**Data for this exercise**

Start of Block

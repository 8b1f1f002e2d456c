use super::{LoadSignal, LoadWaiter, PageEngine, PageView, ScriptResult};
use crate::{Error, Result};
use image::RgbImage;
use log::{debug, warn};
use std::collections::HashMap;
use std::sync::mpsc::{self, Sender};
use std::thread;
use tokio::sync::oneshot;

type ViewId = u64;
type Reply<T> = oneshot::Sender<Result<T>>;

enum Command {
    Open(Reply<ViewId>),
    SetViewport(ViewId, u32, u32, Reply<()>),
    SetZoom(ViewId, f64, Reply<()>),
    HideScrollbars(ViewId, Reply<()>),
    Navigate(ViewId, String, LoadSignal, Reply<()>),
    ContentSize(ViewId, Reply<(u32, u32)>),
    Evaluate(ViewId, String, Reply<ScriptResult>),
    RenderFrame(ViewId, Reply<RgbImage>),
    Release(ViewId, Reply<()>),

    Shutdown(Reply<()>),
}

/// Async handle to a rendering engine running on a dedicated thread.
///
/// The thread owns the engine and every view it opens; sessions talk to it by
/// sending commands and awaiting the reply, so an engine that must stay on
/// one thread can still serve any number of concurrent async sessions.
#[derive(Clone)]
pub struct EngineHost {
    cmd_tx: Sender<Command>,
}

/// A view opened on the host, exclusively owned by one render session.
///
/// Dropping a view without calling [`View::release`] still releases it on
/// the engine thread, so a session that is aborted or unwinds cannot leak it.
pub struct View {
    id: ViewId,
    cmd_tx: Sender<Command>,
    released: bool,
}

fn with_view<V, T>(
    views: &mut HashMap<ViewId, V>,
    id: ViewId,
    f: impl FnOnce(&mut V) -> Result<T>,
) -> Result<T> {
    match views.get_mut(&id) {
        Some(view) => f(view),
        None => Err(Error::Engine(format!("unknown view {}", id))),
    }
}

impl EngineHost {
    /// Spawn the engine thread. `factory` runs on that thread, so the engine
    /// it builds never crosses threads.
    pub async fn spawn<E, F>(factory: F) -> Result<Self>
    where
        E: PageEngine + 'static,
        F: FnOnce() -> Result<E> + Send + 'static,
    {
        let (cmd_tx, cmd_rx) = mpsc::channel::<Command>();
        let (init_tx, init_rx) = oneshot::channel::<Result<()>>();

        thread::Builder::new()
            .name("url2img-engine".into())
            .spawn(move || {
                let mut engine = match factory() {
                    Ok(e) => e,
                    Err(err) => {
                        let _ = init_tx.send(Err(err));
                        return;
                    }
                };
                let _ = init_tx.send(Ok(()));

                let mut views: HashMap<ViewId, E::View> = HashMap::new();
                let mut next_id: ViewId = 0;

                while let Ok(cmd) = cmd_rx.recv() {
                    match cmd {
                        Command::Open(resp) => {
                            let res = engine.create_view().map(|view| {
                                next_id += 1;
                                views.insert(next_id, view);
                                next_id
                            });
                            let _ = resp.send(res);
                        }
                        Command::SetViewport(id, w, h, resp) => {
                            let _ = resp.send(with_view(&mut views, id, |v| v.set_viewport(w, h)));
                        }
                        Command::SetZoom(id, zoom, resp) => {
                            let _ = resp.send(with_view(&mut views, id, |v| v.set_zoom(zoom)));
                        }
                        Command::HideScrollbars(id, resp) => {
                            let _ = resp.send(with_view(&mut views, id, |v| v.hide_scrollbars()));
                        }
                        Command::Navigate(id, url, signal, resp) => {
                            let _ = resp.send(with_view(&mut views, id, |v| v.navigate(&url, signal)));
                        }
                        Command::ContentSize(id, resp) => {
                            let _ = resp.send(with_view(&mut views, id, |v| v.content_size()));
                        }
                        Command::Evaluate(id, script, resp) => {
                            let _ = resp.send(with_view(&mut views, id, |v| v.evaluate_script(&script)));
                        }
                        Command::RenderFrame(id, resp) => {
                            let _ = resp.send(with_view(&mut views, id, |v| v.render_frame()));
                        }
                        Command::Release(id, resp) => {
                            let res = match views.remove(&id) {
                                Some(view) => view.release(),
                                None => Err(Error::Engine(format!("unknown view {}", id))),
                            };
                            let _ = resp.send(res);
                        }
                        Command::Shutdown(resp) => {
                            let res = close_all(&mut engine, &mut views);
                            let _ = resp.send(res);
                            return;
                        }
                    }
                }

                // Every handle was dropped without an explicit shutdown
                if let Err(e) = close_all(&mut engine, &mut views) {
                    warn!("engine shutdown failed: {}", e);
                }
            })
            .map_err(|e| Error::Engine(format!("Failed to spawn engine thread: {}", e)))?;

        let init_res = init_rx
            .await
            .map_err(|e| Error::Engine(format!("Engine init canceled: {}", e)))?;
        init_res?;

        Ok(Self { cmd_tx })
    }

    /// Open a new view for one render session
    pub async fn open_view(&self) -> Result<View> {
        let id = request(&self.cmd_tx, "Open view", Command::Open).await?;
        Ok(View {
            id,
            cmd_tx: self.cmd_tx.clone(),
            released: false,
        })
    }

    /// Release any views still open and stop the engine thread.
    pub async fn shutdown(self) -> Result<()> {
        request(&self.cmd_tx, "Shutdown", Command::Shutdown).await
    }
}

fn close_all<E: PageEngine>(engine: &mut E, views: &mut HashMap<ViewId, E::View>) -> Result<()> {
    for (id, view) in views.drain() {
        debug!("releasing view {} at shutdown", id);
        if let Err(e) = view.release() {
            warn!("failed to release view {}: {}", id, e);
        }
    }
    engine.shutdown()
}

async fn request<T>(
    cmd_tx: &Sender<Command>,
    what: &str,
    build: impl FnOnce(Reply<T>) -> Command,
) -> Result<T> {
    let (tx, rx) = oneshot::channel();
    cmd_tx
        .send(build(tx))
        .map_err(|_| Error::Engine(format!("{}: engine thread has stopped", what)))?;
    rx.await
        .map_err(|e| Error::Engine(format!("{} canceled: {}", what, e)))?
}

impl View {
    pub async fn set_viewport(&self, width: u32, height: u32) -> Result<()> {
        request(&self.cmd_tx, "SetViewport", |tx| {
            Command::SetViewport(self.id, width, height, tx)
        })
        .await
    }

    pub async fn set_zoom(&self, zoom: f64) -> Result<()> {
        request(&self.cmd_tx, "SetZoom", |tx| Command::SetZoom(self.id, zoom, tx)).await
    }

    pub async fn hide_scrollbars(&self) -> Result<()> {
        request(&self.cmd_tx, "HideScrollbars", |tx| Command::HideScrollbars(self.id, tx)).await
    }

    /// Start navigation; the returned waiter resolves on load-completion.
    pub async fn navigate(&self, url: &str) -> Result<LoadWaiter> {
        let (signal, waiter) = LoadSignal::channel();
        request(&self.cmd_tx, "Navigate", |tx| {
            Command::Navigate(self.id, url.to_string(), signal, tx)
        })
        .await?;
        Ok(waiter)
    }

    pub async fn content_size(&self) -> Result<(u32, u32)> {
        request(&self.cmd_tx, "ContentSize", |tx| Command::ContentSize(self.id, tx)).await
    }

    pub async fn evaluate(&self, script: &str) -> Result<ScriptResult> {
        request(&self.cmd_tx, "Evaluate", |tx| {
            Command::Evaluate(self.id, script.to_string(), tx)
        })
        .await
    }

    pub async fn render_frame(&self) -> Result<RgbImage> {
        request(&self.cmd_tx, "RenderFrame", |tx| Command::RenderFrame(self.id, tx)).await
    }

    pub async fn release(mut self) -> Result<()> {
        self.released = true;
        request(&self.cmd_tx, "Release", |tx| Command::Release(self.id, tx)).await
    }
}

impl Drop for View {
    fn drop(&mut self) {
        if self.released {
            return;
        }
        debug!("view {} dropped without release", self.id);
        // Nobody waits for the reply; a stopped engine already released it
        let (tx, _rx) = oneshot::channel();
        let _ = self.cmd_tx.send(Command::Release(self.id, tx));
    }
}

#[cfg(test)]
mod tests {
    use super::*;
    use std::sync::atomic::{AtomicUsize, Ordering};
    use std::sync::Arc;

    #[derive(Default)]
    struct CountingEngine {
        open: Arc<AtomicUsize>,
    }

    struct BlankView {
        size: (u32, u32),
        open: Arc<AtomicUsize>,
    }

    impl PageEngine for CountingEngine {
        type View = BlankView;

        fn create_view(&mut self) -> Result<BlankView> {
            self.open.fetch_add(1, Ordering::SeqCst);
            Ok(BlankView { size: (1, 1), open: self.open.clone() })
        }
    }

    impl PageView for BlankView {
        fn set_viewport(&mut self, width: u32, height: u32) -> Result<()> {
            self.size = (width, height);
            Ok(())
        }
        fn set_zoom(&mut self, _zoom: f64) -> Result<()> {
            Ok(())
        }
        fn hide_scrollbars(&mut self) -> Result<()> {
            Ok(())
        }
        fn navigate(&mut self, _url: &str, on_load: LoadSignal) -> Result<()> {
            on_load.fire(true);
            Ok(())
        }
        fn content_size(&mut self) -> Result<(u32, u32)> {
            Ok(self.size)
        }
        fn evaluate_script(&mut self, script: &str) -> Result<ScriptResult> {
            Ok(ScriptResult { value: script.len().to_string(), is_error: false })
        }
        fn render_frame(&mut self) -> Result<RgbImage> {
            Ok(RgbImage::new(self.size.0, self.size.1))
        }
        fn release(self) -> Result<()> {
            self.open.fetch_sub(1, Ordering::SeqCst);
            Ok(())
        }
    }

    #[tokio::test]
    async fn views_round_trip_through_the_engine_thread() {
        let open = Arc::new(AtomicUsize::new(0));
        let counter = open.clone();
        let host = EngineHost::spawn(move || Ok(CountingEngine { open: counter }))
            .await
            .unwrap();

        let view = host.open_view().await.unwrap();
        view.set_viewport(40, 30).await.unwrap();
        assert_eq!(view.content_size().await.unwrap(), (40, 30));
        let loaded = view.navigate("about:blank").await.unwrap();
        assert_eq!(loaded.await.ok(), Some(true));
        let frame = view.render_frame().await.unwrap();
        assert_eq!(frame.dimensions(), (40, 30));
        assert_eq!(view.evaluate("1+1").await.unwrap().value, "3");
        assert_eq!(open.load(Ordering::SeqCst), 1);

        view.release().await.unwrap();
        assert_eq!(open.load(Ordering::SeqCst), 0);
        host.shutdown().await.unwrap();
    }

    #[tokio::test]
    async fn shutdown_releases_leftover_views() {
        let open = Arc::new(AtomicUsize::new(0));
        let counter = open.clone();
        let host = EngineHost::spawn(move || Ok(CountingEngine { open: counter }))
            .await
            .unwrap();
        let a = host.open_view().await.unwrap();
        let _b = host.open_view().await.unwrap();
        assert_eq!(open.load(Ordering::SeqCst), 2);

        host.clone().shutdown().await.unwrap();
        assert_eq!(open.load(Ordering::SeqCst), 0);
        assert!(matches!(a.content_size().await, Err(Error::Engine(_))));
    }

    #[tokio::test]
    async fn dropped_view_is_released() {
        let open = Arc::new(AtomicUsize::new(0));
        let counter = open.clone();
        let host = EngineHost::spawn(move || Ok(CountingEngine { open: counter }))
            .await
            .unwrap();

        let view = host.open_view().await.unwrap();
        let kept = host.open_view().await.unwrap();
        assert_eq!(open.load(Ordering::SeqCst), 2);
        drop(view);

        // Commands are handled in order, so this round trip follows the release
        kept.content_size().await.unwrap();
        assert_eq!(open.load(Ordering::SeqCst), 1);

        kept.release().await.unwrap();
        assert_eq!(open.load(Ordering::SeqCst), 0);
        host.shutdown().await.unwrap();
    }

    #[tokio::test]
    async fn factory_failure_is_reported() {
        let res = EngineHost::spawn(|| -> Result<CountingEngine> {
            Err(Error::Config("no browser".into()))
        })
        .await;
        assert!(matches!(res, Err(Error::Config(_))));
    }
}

End of Block

**What to produce**
Copy out, from the listing above, every line that contains the word "into".

**Response area**
            .name("url2img-engine".into())
            Err(Error::Config("no browser".into()))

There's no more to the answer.